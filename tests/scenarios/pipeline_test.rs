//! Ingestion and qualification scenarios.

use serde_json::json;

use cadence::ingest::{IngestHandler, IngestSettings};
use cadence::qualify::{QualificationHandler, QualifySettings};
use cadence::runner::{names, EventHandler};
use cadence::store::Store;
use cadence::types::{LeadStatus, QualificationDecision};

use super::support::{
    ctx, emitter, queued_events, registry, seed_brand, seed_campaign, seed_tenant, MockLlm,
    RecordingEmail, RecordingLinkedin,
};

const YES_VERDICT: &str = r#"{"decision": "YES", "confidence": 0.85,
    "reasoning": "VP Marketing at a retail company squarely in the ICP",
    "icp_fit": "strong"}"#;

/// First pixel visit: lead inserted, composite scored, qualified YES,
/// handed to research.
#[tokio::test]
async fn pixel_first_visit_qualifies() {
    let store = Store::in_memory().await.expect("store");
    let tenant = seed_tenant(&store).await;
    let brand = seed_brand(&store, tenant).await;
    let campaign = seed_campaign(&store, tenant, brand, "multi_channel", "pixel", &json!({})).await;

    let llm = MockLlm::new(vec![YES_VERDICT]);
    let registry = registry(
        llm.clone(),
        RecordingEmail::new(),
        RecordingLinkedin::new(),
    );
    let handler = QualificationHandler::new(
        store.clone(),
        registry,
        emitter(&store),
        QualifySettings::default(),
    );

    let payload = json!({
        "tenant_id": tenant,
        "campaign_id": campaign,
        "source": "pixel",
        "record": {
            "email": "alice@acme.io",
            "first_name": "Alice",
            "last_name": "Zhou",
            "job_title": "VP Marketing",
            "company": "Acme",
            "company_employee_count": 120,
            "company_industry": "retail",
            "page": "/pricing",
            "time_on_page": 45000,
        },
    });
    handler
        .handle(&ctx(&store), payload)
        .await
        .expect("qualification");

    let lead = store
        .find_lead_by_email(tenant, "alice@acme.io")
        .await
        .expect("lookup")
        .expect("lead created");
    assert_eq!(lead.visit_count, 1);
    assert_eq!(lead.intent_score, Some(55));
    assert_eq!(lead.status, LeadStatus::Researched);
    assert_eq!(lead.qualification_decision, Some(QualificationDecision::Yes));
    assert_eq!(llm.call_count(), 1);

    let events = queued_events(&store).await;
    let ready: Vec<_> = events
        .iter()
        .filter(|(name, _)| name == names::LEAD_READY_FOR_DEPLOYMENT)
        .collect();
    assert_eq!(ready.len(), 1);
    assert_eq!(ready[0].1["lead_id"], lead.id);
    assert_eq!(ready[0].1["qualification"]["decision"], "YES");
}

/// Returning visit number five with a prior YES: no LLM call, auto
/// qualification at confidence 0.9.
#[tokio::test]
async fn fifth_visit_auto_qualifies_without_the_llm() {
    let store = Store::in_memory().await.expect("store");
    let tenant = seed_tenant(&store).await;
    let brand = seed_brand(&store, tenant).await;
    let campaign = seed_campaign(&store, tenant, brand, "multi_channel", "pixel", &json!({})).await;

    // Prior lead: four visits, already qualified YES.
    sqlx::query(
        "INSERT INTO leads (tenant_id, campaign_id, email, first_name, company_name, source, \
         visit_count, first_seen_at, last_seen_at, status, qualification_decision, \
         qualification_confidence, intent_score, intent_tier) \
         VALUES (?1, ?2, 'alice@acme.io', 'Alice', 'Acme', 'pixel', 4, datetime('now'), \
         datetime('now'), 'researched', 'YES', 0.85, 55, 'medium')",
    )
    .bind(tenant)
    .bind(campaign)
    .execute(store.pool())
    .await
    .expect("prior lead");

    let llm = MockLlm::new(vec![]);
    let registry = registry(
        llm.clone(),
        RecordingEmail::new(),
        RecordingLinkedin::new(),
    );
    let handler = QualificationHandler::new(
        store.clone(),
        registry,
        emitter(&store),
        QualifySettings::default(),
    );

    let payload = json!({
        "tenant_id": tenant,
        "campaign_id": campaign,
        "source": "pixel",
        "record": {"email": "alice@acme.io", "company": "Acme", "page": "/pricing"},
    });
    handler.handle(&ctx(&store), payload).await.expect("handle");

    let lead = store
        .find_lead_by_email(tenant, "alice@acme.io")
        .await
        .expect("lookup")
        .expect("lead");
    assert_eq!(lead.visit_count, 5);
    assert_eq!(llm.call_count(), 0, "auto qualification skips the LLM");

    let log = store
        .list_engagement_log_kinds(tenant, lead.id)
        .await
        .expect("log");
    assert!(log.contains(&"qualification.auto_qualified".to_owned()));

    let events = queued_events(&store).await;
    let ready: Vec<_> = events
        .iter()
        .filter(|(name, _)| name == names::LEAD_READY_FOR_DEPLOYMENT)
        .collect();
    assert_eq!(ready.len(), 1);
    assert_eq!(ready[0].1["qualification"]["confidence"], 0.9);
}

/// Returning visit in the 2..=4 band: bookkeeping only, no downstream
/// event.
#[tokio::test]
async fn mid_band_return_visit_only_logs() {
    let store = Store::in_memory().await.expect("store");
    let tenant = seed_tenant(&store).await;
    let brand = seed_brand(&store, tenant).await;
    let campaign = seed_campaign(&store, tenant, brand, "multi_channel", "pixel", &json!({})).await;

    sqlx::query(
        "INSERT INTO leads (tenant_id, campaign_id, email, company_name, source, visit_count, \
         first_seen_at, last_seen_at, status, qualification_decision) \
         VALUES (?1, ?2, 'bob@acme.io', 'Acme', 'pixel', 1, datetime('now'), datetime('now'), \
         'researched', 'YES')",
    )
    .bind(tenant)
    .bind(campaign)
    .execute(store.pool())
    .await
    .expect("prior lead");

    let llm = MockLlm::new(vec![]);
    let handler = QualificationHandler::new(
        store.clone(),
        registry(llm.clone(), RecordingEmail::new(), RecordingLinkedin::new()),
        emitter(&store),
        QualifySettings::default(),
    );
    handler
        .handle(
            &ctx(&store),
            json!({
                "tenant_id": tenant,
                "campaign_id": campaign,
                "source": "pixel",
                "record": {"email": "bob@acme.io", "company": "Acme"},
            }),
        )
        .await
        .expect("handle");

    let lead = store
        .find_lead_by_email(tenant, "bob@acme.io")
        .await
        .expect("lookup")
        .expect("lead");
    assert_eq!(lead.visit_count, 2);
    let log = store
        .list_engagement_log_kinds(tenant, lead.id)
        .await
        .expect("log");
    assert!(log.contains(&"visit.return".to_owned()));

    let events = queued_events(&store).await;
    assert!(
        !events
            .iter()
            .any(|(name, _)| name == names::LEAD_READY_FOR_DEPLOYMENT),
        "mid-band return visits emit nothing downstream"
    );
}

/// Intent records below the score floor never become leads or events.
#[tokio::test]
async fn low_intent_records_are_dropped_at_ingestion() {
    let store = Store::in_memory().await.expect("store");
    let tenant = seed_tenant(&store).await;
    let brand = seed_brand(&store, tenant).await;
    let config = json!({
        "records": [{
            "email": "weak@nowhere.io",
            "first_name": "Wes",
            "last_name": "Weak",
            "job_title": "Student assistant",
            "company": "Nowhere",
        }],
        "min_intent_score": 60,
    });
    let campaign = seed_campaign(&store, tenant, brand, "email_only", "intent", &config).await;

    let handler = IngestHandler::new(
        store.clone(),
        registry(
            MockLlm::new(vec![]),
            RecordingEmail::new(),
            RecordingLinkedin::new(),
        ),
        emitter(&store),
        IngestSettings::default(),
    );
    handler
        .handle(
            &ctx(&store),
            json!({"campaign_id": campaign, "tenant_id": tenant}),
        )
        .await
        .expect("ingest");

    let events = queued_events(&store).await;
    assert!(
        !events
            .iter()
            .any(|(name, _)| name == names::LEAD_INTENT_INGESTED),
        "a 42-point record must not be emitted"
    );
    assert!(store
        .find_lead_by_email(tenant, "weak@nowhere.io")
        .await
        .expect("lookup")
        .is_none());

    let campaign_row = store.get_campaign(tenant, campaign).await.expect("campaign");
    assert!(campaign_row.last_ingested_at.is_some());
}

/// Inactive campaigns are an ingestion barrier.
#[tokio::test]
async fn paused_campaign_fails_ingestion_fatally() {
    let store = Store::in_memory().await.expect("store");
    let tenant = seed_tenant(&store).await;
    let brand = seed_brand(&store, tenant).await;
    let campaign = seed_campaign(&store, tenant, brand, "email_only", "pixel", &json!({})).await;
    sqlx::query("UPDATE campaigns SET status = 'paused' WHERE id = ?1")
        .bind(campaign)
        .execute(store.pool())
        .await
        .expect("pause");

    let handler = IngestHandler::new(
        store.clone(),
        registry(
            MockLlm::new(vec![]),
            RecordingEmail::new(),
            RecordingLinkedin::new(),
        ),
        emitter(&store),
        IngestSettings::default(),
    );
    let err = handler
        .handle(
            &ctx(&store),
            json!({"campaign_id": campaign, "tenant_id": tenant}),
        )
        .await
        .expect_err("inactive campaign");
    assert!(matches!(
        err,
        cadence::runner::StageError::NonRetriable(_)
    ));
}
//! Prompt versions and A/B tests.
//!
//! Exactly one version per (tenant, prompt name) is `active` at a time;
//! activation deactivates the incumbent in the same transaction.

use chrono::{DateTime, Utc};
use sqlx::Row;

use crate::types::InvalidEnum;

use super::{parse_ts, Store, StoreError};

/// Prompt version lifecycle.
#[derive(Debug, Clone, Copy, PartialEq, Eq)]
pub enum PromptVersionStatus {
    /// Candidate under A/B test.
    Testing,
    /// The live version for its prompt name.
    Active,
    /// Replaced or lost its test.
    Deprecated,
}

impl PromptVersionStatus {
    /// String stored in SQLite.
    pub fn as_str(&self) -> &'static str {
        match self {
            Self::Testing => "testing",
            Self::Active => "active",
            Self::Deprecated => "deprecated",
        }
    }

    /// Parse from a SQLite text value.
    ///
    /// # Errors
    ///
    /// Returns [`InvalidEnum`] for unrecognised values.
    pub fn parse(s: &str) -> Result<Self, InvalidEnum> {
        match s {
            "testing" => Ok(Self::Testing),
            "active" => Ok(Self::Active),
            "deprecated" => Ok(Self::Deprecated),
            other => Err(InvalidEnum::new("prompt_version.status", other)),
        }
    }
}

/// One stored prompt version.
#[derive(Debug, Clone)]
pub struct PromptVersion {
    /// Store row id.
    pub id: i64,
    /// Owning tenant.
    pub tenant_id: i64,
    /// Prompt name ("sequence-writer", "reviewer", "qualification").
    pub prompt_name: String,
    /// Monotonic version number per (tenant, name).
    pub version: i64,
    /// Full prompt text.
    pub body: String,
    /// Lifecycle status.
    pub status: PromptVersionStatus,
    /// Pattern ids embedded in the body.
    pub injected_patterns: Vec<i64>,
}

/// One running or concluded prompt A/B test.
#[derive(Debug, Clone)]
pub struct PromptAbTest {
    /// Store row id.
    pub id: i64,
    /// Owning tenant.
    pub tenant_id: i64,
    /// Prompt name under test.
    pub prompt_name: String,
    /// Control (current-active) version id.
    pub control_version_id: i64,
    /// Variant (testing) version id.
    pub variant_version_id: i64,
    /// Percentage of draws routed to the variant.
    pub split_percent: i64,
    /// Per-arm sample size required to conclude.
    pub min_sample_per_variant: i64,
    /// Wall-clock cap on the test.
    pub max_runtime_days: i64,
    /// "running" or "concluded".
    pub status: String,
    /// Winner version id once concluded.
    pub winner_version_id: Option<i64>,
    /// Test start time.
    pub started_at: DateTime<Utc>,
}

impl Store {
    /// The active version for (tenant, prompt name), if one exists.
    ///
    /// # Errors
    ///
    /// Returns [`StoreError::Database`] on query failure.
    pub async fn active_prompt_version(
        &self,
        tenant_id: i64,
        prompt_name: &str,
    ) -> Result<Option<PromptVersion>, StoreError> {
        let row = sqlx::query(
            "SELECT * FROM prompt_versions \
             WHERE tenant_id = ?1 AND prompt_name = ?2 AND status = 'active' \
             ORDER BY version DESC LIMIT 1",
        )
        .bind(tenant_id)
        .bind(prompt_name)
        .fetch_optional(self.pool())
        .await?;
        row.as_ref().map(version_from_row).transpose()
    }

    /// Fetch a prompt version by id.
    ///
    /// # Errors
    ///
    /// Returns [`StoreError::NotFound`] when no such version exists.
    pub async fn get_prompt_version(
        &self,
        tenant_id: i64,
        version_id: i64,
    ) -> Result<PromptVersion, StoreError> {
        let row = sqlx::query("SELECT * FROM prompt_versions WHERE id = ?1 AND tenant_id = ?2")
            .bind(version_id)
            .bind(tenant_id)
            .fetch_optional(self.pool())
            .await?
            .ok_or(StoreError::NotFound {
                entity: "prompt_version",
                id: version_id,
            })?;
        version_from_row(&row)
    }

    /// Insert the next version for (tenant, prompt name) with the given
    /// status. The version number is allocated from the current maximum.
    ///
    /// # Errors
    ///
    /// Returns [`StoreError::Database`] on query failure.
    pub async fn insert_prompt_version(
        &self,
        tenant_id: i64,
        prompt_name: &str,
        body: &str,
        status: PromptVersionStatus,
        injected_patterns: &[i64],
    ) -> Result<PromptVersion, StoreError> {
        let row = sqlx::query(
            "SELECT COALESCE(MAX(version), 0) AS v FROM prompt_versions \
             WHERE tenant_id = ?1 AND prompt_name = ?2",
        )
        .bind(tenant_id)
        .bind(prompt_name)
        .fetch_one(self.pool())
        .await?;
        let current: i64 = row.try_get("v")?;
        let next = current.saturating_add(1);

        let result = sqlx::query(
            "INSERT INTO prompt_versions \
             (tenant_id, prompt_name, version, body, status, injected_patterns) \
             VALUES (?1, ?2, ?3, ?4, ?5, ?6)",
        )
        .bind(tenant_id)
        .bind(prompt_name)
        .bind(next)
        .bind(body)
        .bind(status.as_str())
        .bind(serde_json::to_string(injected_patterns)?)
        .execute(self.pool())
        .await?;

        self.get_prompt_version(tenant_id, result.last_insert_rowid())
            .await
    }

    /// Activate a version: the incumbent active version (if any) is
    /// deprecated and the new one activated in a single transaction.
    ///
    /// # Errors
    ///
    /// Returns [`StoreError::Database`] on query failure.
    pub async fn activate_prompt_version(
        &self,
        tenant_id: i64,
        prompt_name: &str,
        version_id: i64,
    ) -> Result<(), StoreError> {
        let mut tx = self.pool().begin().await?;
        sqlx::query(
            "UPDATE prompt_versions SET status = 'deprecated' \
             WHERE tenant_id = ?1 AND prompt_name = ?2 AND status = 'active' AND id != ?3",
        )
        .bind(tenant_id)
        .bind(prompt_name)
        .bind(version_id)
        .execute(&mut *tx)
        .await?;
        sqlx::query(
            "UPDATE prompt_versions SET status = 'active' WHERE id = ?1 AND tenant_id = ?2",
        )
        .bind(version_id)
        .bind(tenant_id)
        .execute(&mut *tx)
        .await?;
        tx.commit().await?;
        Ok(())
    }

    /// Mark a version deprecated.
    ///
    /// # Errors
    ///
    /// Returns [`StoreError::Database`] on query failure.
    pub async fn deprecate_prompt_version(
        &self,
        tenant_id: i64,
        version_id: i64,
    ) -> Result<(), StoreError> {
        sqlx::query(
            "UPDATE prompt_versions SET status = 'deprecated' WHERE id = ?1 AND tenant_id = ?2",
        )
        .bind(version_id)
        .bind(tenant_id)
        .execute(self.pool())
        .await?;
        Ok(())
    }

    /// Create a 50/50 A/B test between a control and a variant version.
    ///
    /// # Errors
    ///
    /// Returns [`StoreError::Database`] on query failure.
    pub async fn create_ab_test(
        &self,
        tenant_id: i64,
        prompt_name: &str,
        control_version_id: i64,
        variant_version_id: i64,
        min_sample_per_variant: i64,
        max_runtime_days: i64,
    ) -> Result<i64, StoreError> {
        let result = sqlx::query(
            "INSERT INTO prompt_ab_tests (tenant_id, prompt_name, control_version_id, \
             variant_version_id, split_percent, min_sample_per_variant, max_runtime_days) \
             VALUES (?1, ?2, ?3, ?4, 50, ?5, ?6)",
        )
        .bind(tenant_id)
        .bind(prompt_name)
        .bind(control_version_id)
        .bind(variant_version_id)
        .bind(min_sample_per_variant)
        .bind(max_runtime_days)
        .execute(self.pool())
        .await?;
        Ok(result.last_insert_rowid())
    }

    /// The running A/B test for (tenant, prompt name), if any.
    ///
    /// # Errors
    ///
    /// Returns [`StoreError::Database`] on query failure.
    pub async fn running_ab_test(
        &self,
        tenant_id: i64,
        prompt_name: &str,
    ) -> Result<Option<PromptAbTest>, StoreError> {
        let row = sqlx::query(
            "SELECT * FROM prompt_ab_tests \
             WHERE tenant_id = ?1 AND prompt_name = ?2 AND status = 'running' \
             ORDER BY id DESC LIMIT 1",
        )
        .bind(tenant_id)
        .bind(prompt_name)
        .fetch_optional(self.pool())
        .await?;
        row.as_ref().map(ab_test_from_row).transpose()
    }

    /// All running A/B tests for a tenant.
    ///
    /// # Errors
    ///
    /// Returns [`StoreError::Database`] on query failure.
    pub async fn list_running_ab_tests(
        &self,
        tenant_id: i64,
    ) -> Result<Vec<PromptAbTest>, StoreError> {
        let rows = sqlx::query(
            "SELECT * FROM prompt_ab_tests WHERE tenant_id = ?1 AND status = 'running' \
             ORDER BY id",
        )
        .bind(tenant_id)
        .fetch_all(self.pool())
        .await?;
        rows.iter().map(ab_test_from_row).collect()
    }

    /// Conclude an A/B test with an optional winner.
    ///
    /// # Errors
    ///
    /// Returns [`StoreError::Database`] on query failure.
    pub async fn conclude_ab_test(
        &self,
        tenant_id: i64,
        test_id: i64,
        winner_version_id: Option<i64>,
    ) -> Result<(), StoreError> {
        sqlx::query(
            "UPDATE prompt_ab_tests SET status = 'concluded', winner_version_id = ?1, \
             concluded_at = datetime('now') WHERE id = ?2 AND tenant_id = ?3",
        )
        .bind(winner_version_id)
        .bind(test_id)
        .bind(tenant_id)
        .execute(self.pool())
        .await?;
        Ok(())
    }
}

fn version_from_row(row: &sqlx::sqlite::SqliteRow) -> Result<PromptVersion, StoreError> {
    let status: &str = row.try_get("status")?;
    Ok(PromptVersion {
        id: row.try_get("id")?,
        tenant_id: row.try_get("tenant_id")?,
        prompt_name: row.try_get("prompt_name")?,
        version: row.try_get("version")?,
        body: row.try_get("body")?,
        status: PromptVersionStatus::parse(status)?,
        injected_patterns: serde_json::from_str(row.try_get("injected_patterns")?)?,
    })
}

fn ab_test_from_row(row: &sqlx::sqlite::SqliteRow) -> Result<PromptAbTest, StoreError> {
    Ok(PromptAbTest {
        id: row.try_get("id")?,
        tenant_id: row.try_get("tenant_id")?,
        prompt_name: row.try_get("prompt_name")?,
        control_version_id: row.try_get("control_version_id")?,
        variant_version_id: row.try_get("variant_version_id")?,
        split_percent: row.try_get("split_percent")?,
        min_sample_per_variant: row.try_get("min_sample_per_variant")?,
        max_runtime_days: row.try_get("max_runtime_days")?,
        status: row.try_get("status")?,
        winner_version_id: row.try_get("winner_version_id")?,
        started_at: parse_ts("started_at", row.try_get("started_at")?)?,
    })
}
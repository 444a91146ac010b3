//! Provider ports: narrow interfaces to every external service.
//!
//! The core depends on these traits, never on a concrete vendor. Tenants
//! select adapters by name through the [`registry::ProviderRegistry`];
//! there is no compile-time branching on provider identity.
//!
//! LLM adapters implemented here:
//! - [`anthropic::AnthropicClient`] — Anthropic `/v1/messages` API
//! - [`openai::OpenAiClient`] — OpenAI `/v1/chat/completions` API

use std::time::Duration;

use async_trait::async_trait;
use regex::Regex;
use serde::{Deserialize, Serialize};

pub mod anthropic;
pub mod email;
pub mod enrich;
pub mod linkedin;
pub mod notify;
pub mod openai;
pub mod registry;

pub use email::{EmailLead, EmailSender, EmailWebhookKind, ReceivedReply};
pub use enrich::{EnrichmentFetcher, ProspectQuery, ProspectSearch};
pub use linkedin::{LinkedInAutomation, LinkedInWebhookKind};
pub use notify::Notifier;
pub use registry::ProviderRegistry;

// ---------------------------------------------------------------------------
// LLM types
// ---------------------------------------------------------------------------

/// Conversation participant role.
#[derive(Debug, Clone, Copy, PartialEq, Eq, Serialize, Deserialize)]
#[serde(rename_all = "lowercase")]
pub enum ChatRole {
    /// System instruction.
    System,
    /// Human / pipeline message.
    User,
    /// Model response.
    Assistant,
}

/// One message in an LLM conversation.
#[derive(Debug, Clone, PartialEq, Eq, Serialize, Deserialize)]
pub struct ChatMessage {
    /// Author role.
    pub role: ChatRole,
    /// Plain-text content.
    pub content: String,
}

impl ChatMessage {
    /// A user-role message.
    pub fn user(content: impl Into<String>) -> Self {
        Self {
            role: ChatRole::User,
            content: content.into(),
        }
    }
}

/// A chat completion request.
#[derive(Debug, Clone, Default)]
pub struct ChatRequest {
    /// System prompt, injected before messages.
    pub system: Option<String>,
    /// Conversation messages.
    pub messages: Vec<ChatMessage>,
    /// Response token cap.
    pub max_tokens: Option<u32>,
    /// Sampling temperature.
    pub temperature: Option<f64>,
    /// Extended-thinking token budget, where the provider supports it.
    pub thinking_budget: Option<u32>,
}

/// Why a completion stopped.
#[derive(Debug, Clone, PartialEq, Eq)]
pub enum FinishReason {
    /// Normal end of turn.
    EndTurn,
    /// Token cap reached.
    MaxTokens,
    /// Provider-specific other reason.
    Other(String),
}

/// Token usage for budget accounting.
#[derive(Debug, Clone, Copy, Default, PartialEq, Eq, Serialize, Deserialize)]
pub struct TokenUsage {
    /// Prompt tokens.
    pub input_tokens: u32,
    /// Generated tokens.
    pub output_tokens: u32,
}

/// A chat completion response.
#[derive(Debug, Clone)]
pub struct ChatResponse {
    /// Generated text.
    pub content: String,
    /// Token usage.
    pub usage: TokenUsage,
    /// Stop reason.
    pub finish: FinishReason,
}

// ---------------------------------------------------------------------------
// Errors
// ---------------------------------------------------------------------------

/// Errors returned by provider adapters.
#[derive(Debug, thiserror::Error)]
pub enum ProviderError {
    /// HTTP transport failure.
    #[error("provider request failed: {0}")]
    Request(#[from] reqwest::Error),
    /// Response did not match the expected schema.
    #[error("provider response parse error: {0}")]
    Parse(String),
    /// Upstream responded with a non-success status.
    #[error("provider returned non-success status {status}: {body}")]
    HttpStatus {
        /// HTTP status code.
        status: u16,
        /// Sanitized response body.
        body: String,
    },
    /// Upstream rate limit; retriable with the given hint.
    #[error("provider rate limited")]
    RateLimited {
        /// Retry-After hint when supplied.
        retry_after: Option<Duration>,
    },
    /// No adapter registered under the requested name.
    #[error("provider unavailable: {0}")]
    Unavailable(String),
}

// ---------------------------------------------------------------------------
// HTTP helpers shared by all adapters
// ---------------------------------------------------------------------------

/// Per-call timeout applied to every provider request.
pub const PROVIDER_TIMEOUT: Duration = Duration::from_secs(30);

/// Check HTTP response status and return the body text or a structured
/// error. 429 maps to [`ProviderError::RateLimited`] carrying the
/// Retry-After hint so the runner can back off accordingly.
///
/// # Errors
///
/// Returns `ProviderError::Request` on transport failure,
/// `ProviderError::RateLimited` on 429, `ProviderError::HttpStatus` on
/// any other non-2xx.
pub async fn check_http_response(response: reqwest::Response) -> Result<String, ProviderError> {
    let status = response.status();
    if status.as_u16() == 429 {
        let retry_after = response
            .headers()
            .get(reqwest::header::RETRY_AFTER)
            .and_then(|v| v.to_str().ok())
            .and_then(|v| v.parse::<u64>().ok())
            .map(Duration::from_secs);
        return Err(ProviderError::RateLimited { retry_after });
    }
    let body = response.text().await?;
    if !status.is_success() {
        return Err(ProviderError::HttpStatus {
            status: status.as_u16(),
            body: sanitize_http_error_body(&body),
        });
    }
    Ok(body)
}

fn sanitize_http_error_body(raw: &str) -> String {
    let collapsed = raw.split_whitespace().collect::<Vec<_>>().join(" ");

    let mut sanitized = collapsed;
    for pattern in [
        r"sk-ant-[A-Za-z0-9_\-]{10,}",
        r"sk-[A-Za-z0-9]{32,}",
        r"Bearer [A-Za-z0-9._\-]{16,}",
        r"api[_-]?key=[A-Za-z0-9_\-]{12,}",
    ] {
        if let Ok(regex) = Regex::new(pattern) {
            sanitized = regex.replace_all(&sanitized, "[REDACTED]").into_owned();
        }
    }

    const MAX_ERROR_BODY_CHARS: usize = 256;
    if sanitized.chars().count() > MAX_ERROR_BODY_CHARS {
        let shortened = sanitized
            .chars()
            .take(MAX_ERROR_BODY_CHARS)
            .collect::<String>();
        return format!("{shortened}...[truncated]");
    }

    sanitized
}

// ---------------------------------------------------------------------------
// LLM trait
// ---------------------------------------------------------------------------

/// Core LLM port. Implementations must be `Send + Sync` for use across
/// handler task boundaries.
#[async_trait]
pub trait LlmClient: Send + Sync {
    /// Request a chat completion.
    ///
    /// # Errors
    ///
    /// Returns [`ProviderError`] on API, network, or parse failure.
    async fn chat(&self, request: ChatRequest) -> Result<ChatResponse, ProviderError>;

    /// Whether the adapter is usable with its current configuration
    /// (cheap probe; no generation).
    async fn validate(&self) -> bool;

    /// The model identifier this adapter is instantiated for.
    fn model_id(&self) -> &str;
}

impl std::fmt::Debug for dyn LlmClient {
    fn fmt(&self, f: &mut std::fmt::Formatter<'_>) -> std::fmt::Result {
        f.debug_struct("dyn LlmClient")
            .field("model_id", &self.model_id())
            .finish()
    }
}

= = = =

● Exercise details
Using the listing above, find how many lines include "Upstream"; reply with the number and no other words.

● The answer
2